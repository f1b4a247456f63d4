//! The `lectarium-export` command
//!
//! Loads a catalog and a data source, applies filter, order and pagination
//! arguments to one entity type, and writes CSV, a row count, or a JSON
//! explanation of the compiled query.

use std::fs;
use std::io::Write;
use std::path::PathBuf;

use clap::Parser as ClapParser;
use lectarium_core::{
    Catalog, CsvExport, FilterNode, MemoryStore, OrderClause, PaginationArgs, Paginator, Parser,
    QueryableCollection, Record,
};
use lectarium_sqlite::SqliteCollection;
use serde::Serialize;
use tracing::{debug, info};

use crate::config::Config;
use crate::error::{Error, Result};

/// Command-line arguments
#[derive(ClapParser, Debug, Clone)]
#[command(name = "lectarium-export")]
#[command(about = "Filter, order and page an entity collection, then export it as CSV")]
#[command(version)]
pub struct ExportArgs {
    /// Catalog describing entity fields and relationships (JSON)
    #[arg(long)]
    pub catalog: PathBuf,

    /// Entity type to list
    #[arg(long)]
    pub entity: String,

    /// JSON dataset of the form {"entity": [{...}, ...]}
    #[arg(long, conflicts_with = "database")]
    pub data: Option<PathBuf>,

    /// SQLite database (defaults to LECTARIUM_DATABASE)
    #[arg(long)]
    pub database: Option<PathBuf>,

    /// Filter expression, e.g. 'name EQ "Math", ANY(wtokens, lect_id EQ "5") EQ "true"'
    #[arg(long, default_value = "")]
    pub filter: String,

    /// Comma-separated sort fields, '-' prefix for descending
    #[arg(long, default_value = "", allow_hyphen_values = true)]
    pub order_by: String,

    /// 1-based page number
    #[arg(long, default_value_t = 1, allow_negative_numbers = true)]
    pub page: i64,

    /// Page size, 0 for unbounded
    #[arg(long, default_value_t = 0)]
    pub size: usize,

    /// Rows to skip before the first page
    #[arg(long, default_value_t = 0)]
    pub offset: usize,

    /// Columns to export, in order (defaults to every field)
    #[arg(long, value_delimiter = ',')]
    pub columns: Vec<String>,

    /// Header for the next column; repeat once per column
    #[arg(long = "header", value_name = "TEXT")]
    pub headers: Option<Vec<String>>,

    /// Reject malformed filter clauses instead of skipping them
    #[arg(long)]
    pub strict: bool,

    /// Print the number of matching rows instead of exporting
    #[arg(long, conflicts_with = "explain")]
    pub count: bool,

    /// Print the parsed filter and compiled query as JSON instead of exporting
    #[arg(long)]
    pub explain: bool,

    /// Write to this file instead of stdout
    #[arg(short, long)]
    pub output: Option<PathBuf>,
}

impl ExportArgs {
    fn pagination(&self, config: &Config) -> PaginationArgs {
        PaginationArgs::new()
            .page(self.page)
            .size(self.size)
            .offset(self.offset)
            .filter(self.filter.clone())
            .order_by(self.order_by.clone())
            .capped(config.max_page_size)
    }
}

/// Run the command, writing its output to `out`. Returns the number of rows
/// exported or counted.
pub fn run<W: Write>(args: &ExportArgs, config: &Config, mut out: W) -> Result<usize> {
    let catalog = Catalog::from_json(&fs::read_to_string(&args.catalog)?)?;
    let paginator = Paginator::new(&catalog, &args.entity)?;
    let pagination = args.pagination(config);

    if args.strict {
        paginator.parse_filters_strict(&pagination.filter)?;
    }

    if args.explain {
        return explain(&paginator, &pagination, &mut out);
    }

    if let Some(data) = &args.data {
        let store = MemoryStore::from_json_dataset(catalog.clone(), &fs::read_to_string(data)?)?;
        debug!(path = %data.display(), "loaded dataset");
        return execute(args, &catalog, &paginator, &pagination, &store, out);
    }

    let database = args
        .database
        .as_ref()
        .or(config.database.as_ref())
        .ok_or_else(|| {
            Error::Config(
                "no data source: pass --data or --database, or set LECTARIUM_DATABASE".into(),
            )
        })?;
    let store = SqliteCollection::open(database, catalog.clone())?;
    debug!(path = %database.display(), "opened database");
    execute(args, &catalog, &paginator, &pagination, &store, out)
}

fn execute<S, W>(
    args: &ExportArgs,
    catalog: &Catalog,
    paginator: &Paginator<'_, Catalog>,
    pagination: &PaginationArgs,
    store: &S,
    mut out: W,
) -> Result<usize>
where
    S: QueryableCollection<Item = Record>,
    W: Write,
{
    if args.count {
        let count = paginator.items_count(store, &pagination.filter, &[])?;
        writeln!(out, "{}", count)?;
        out.flush()?;
        info!(entity = %args.entity, count, "counted");
        return Ok(count);
    }

    let mut exporter = CsvExport::for_entity(catalog, &args.entity).columns(args.columns.clone())?;
    if let Some(headers) = &args.headers {
        exporter = exporter.headers(headers.clone());
    }
    let rows = exporter.export_page(paginator, store, pagination, &[], out)?;
    info!(entity = %args.entity, rows, "exported");
    Ok(rows)
}

#[derive(Serialize)]
struct Explanation<'a> {
    entity: &'a str,
    tree: Option<&'a FilterNode<'a>>,
    skipped: Vec<String>,
    predicate: String,
    order: Vec<OrderClause>,
    window: String,
}

fn explain<W: Write>(
    paginator: &Paginator<'_, Catalog>,
    pagination: &PaginationArgs,
    out: &mut W,
) -> Result<usize> {
    let parsed = Parser::parse(&pagination.filter);
    let request = paginator.request(pagination, &[])?;

    let explanation = Explanation {
        entity: paginator.entity(),
        tree: parsed.tree.as_ref(),
        skipped: parsed
            .skipped
            .iter()
            .map(|s| format!("clause {}: {}", s.index, s.error))
            .collect(),
        predicate: request.predicate.to_string(),
        order: request.order,
        window: format!("{:?}", request.window),
    };
    serde_json::to_writer_pretty(&mut *out, &explanation)?;
    writeln!(out)?;
    out.flush()?;
    Ok(0)
}
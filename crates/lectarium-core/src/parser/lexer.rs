//! Zero-copy lexer for the filter language

use super::token::{Token, TokenKind};
use super::LexError;

/// Zero-copy lexer for filter and clause strings.
///
/// Yields `Err` for characters that cannot start a token and for unterminated
/// string literals, then resumes after the offending input so a caller can
/// resynchronise at the next clause boundary. An unterminated literal consumes
/// the rest of the input.
pub struct Lexer<'a> {
    input: &'a str,
    position: usize,
    done: bool,
}

impl<'a> Lexer<'a> {
    pub fn new(input: &'a str) -> Self {
        Self {
            input,
            position: 0,
            done: false,
        }
    }

    fn remaining(&self) -> &'a str {
        &self.input[self.position..]
    }

    fn peek_char(&self) -> Option<char> {
        self.remaining().chars().next()
    }

    fn peek_second(&self) -> Option<char> {
        self.remaining().chars().nth(1)
    }

    fn advance(&mut self, n: usize) {
        self.position += n;
    }

    fn skip_whitespace(&mut self) {
        while let Some(c) = self.peek_char() {
            if c.is_whitespace() {
                self.advance(c.len_utf8());
            } else {
                break;
            }
        }
    }

    fn read_quoted_string(&mut self) -> Result<Token<'a>, LexError> {
        let start = self.position;
        self.advance(1);

        let content_start = self.position;
        match self.remaining().find('"') {
            Some(len) => {
                let text = &self.input[content_start..content_start + len];
                self.advance(len + 1);
                Ok(Token::new(TokenKind::QuotedString, text, start))
            }
            None => {
                self.position = self.input.len();
                Err(LexError::UnterminatedString { position: start })
            }
        }
    }

    fn read_identifier(&mut self) -> Token<'a> {
        let start = self.position;

        while let Some(c) = self.peek_char() {
            if c.is_ascii_alphanumeric() || c == '_' {
                self.advance(1);
            } else {
                break;
            }
        }

        Token::new(TokenKind::Identifier, &self.input[start..self.position], start)
    }

    fn read_symbol(&mut self, first: char) -> Result<Token<'a>, LexError> {
        let start = self.position;
        let len = match (first, self.peek_second()) {
            ('=', Some('=')) | ('!', Some('=')) | ('<', Some('=')) | ('>', Some('=')) => 2,
            ('<', _) | ('>', _) => 1,
            _ => {
                self.advance(first.len_utf8());
                return Err(LexError::UnexpectedChar {
                    ch: first,
                    position: start,
                });
            }
        };
        self.advance(len);
        Ok(Token::new(
            TokenKind::Symbol,
            &self.input[start..self.position],
            start,
        ))
    }

    fn single(&mut self, kind: TokenKind) -> Token<'a> {
        let start = self.position;
        self.advance(1);
        Token::new(kind, &self.input[start..self.position], start)
    }

    fn next_token(&mut self) -> Result<Token<'a>, LexError> {
        self.skip_whitespace();

        let c = match self.peek_char() {
            Some(c) => c,
            None => return Ok(Token::eof(self.position)),
        };

        match c {
            '"' => self.read_quoted_string(),
            '(' => Ok(self.single(TokenKind::LParen)),
            ')' => Ok(self.single(TokenKind::RParen)),
            ',' => Ok(self.single(TokenKind::Comma)),
            '=' | '!' | '<' | '>' => self.read_symbol(c),
            _ if c.is_ascii_alphabetic() || c == '_' => Ok(self.read_identifier()),
            _ => {
                let position = self.position;
                self.advance(c.len_utf8());
                Err(LexError::UnexpectedChar { ch: c, position })
            }
        }
    }
}

impl<'a> Iterator for Lexer<'a> {
    type Item = Result<Token<'a>, LexError>;

    fn next(&mut self) -> Option<Self::Item> {
        if self.done {
            return None;
        }

        let token = self.next_token();
        if matches!(token, Ok(ref t) if t.kind == TokenKind::Eof) {
            self.done = true;
        }
        Some(token)
    }
}

/// Tokenize a whole string, failing on the first lexical error.
///
/// The returned sequence always ends with an `Eof` token.
pub fn tokenize(input: &str) -> Result<Vec<Token<'_>>, LexError> {
    Lexer::new(input).collect()
}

□ □ □ □

• **PROBLEM DETAILS**
If a line in the data above holds the string "Print", report that line.

• **RESULT FOR THIS EXERCISE**
    /// Print the number of matching rows instead of exporting
    /// Print the parsed filter and compiled query as JSON instead of exporting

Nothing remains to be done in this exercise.